Deram-me uma tesoura de poda e lá andei eu, feito desalmado, todo o dia a cortar uvas, como se fosse de empreitada.
Não sei porque o fiz. Ao fim e ao cabo, este é também um patrão. Mas:
• Sinto-me muito bem pago (penso que são 54 FF, limpos)
• Tenho imenso medo que me chamem mandrião
• Há que defender a fama dos portugueses (como sou incoerente)
• Estou furioso. Ou nervoso.
A princípio, via-me aflito para conseguir cortar o pé das uvas, às vezes muito emaranhadas e abundantes. Depois, fui-me apercebendo de como se fazia. Até a cortar uvas é preciso experiência!

Somos 12 pessoas, das quais 7 mulheres, à mais solteira das quais não desagrado. Todo o dia falam dos maridos e dos namorados e de casamentos e do resto, numa imensa galhofa maliciosa.
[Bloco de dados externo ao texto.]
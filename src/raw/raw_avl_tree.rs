use core::borrow::Borrow;
use core::cmp::Ordering;

use smallvec::SmallVec;
use tracing::debug;

use super::arena::Arena;
use super::handle::Handle;
use super::node::{Node, SENTINEL_HEIGHT, Side};
use crate::Descent;

/// Explicit stack for in-order walks. An AVL tree of `Handle::MAX` nodes is
/// under 46 levels deep, so 64 inline slots never spill.
pub(crate) type Stack = SmallVec<[Handle; 64]>;

/// The AVL tree backing `AvlTreeMap`.
#[derive(Clone)]
pub(crate) struct RawAvlTree<K, V> {
    /// Arena storing all tree nodes.
    pub(super) nodes: Arena<Node<K, V>>,
    /// Handle to the root node, if the tree is non-empty.
    pub(super) root: Option<Handle>,
    /// Handle to the node holding the greatest key.
    pub(super) max: Option<Handle>,
    /// Number of key-value pairs in the tree.
    pub(super) len: usize,
    /// Number of nodes whose balance factor is exactly zero.
    pub(super) zero_balanced: usize,
}

/// The pair taken out of the tree by [`RawAvlTree::delete`].
pub(crate) struct Removal<K, V> {
    pub(crate) key: K,
    pub(crate) value: V,
    pub(crate) rotations: usize,
}

impl<K, V> RawAvlTree<K, V> {
    /// Creates a new, empty tree.
    pub(crate) const fn new() -> Self {
        Self {
            nodes: Arena::new(),
            root: None,
            max: None,
            len: 0,
            zero_balanced: 0,
        }
    }

    /// Creates a new tree with room for `capacity` nodes.
    pub(crate) fn with_capacity(capacity: usize) -> Self {
        Self {
            nodes: Arena::with_capacity(capacity),
            root: None,
            max: None,
            len: 0,
            zero_balanced: 0,
        }
    }

    pub(crate) const fn len(&self) -> usize {
        self.len
    }

    pub(crate) const fn is_empty(&self) -> bool {
        self.len == 0
    }

    pub(crate) fn capacity(&self) -> usize {
        self.nodes.capacity()
    }

    pub(crate) const fn zero_balanced(&self) -> usize {
        self.zero_balanced
    }

    pub(crate) const fn root(&self) -> Option<Handle> {
        self.root
    }

    /// Handle of the node holding the greatest key. O(1).
    pub(crate) const fn max(&self) -> Option<Handle> {
        self.max
    }

    /// Handle of the node holding the smallest key. O(log n).
    pub(crate) fn min(&self) -> Option<Handle> {
        self.root.map(|root| self.leftmost(root))
    }

    pub(crate) fn clear(&mut self) {
        self.nodes.clear();
        self.root = None;
        self.max = None;
        self.len = 0;
        self.zero_balanced = 0;
    }

    #[inline]
    pub(crate) fn node(&self, handle: Handle) -> &Node<K, V> {
        self.nodes.get(handle)
    }

    #[inline]
    pub(crate) fn try_node(&self, handle: Handle) -> Option<&Node<K, V>> {
        self.nodes.resolve(handle)
    }

    #[inline]
    pub(crate) fn node_mut(&mut self, handle: Handle) -> &mut Node<K, V> {
        self.nodes.get_mut(handle)
    }

    /// Height of a subtree; the sentinel sits at -1.
    #[inline]
    pub(crate) fn height(&self, link: Option<Handle>) -> i32 {
        link.map_or(SENTINEL_HEIGHT, |h| self.nodes.get(h).height)
    }

    /// Live balance factor, computed from the children's cached heights.
    #[inline]
    pub(crate) fn balance_factor(&self, handle: Handle) -> i32 {
        let node = self.nodes.get(handle);
        self.height(node.left) - self.height(node.right)
    }

    pub(crate) fn leftmost(&self, mut handle: Handle) -> Handle {
        while let Some(left) = self.nodes.get(handle).left {
            handle = left;
        }
        handle
    }

    pub(crate) fn rightmost(&self, mut handle: Handle) -> Handle {
        while let Some(right) = self.nodes.get(handle).right {
            handle = right;
        }
        handle
    }

    /// Largest node ordered before `handle`.
    pub(crate) fn predecessor(&self, handle: Handle) -> Option<Handle> {
        if let Some(left) = self.nodes.get(handle).left {
            return Some(self.rightmost(left));
        }
        self.first_ancestor_from(handle, Side::Right)
    }

    /// Smallest node ordered after `handle`.
    pub(crate) fn successor(&self, handle: Handle) -> Option<Handle> {
        if let Some(right) = self.nodes.get(handle).right {
            return Some(self.leftmost(right));
        }
        self.first_ancestor_from(handle, Side::Left)
    }

    /// Walks up from `handle` and returns the first ancestor reached from its
    /// `side` child.
    fn first_ancestor_from(&self, mut handle: Handle, side: Side) -> Option<Handle> {
        let mut parent = self.nodes.get(handle).parent;
        while let Some(p) = parent {
            if self.nodes.get(p).child(side) == Some(handle) {
                return Some(p);
            }
            handle = p;
            parent = self.nodes.get(p).parent;
        }
        None
    }

    /// Which side of `parent` holds `child`.
    pub(super) fn side_of(&self, parent: Handle, child: Handle) -> Side {
        if self.nodes.get(parent).left == Some(child) {
            Side::Left
        } else {
            Side::Right
        }
    }

    /// Points the link that held `old` at `new`: a child slot of `parent`, or
    /// the root when `parent` is the sentinel. Does not touch `new.parent`.
    pub(super) fn replace_child(&mut self, parent: Option<Handle>, old: Handle, new: Option<Handle>) {
        match parent {
            None => self.root = new,
            Some(p) => {
                let side = self.side_of(p, old);
                self.nodes.get_mut(p).set_child(side, new);
            }
        }
    }

    /// Walks the nodes in key order without touching parent links.
    pub(crate) fn in_order(&self) -> InOrder<'_, K, V> {
        InOrder {
            tree: self,
            stack: Stack::new(),
            current: self.root,
        }
    }
}

/// In-order traversal driven by an explicit stack.
pub(crate) struct InOrder<'a, K, V> {
    tree: &'a RawAvlTree<K, V>,
    stack: Stack,
    current: Option<Handle>,
}

impl<'a, K, V> Iterator for InOrder<'a, K, V> {
    type Item = (Handle, &'a Node<K, V>);

    fn next(&mut self) -> Option<Self::Item> {
        while let Some(handle) = self.current {
            self.stack.push(handle);
            self.current = self.tree.nodes.get(handle).left;
        }
        let handle = self.stack.pop()?;
        let node = self.tree.nodes.get(handle);
        self.current = node.right;
        Some((handle, node))
    }
}

impl<K: Ord, V> RawAvlTree<K, V> {
    /// Finds the node holding `key`.
    pub(crate) fn search<Q>(&self, key: &Q) -> Option<Handle>
    where
        K: Borrow<Q>,
        Q: ?Sized + Ord,
    {
        let mut current = self.root;
        while let Some(handle) = current {
            let node = self.nodes.get(handle);
            current = match key.cmp(node.key.borrow()) {
                Ordering::Less => node.left,
                Ordering::Greater => node.right,
                Ordering::Equal => return Some(handle),
            };
        }
        None
    }

    /// Inserts `key`, or overwrites the value if it is already present.
    ///
    /// Returns the number of rebalancing steps the insertion caused.
    pub(crate) fn insert(&mut self, key: K, value: V, descent: Descent) -> usize {
        let Some(root) = self.root else {
            let handle = self.nodes.alloc(Node::leaf(key, value, None));
            self.root = Some(handle);
            self.max = Some(handle);
            self.len = 1;
            self.zero_balanced = 1;
            return 0;
        };

        let mut parent = match descent {
            Descent::Max => self.max.unwrap_or(root),
            Descent::Root => root,
        };
        let side = loop {
            let node = self.nodes.get_mut(parent);
            let side = match key.cmp(&node.key) {
                Ordering::Less => Side::Left,
                Ordering::Greater => Side::Right,
                Ordering::Equal => {
                    node.value = value;
                    return 0;
                }
            };
            match node.child(side) {
                Some(child) => parent = child,
                None => break side,
            }
        };

        let is_new_max = self.max.is_none_or(|max| key > self.nodes.get(max).key);
        let handle = self.nodes.alloc(Node::leaf(key, value, Some(parent)));
        self.nodes.get_mut(parent).set_child(side, Some(handle));
        self.len += 1;
        self.zero_balanced += 1;
        if is_new_max {
            self.max = Some(handle);
        }

        let rotations = self.rebalance(Some(parent));
        debug!(rotations, len = self.len, "inserted avl node");
        rotations
    }
}

impl<K, V> RawAvlTree<K, V> {
    /// Unlinks the pair stored at `target`.
    ///
    /// A node with two children keeps its slot and takes over its in-order
    /// successor's pair; the successor's slot is the one freed.
    pub(crate) fn delete(&mut self, target: Handle) -> Removal<K, V> {
        let removed = {
            let node = self.nodes.get(target);
            match node.right {
                Some(right) if node.has_two_children() => self.leftmost(right),
                _ => target,
            }
        };

        let (child, parent) = {
            let node = self.nodes.get(removed);
            (node.only_child(), node.parent)
        };
        if let Some(child) = child {
            self.nodes.get_mut(child).parent = parent;
        }
        self.replace_child(parent, removed, child);

        let Node { key, value, balance, .. } = self.nodes.release(removed);
        if balance == 0 {
            self.zero_balanced -= 1;
        }
        self.len -= 1;

        let (key, value) = if removed == target {
            (key, value)
        } else {
            let node = self.nodes.get_mut(target);
            (core::mem::replace(&mut node.key, key), core::mem::replace(&mut node.value, value))
        };

        // The successor can be the maximum; its pair now lives at `target`.
        if self.max == Some(target) || self.max == Some(removed) {
            self.max = self.root.map(|root| self.rightmost(root));
        }

        let rotations = self.rebalance(parent);
        debug!(rotations, len = self.len, "deleted avl node");
        Removal { key, value, rotations }
    }
}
Hoje, colhemos as zonas onde as uvas estão já podres. Mas podres mesmo, a desfazerem-se, com mosquitos agarrados e bolor. Dizem eles que é com estas que se faz o melhor “Pinot” (vinho muito doce, tipo jeropiga). E é bom mesmo, que já me deram a beber.
Mas o problema não é só o podre: Colhemos para cerca de 80 caldeiros (baldes). Caldeiros pelo chão. Terra agarrada. Quando o tractor passa, (tractor especial para vinhas, de rodas altas que passam de cada lado duma fila de videiras presas por fios de arame, fila essa que não é afectada pelo tractor), eu e outro despejamos os caldeiros dentro do atrelado, que é estanque. Se está muito cheio, vai um de botas sujas lá para cima.
Na adega, as uvas são caldeadas à pá para uma máquina que esmaga e lança o engaço para um escorredouro rotativo, lento, do qual cai o sumo e toda a merda dissolvida, para um tanque não muito limpo. Daí, é bombeado para 7 enormes pipas.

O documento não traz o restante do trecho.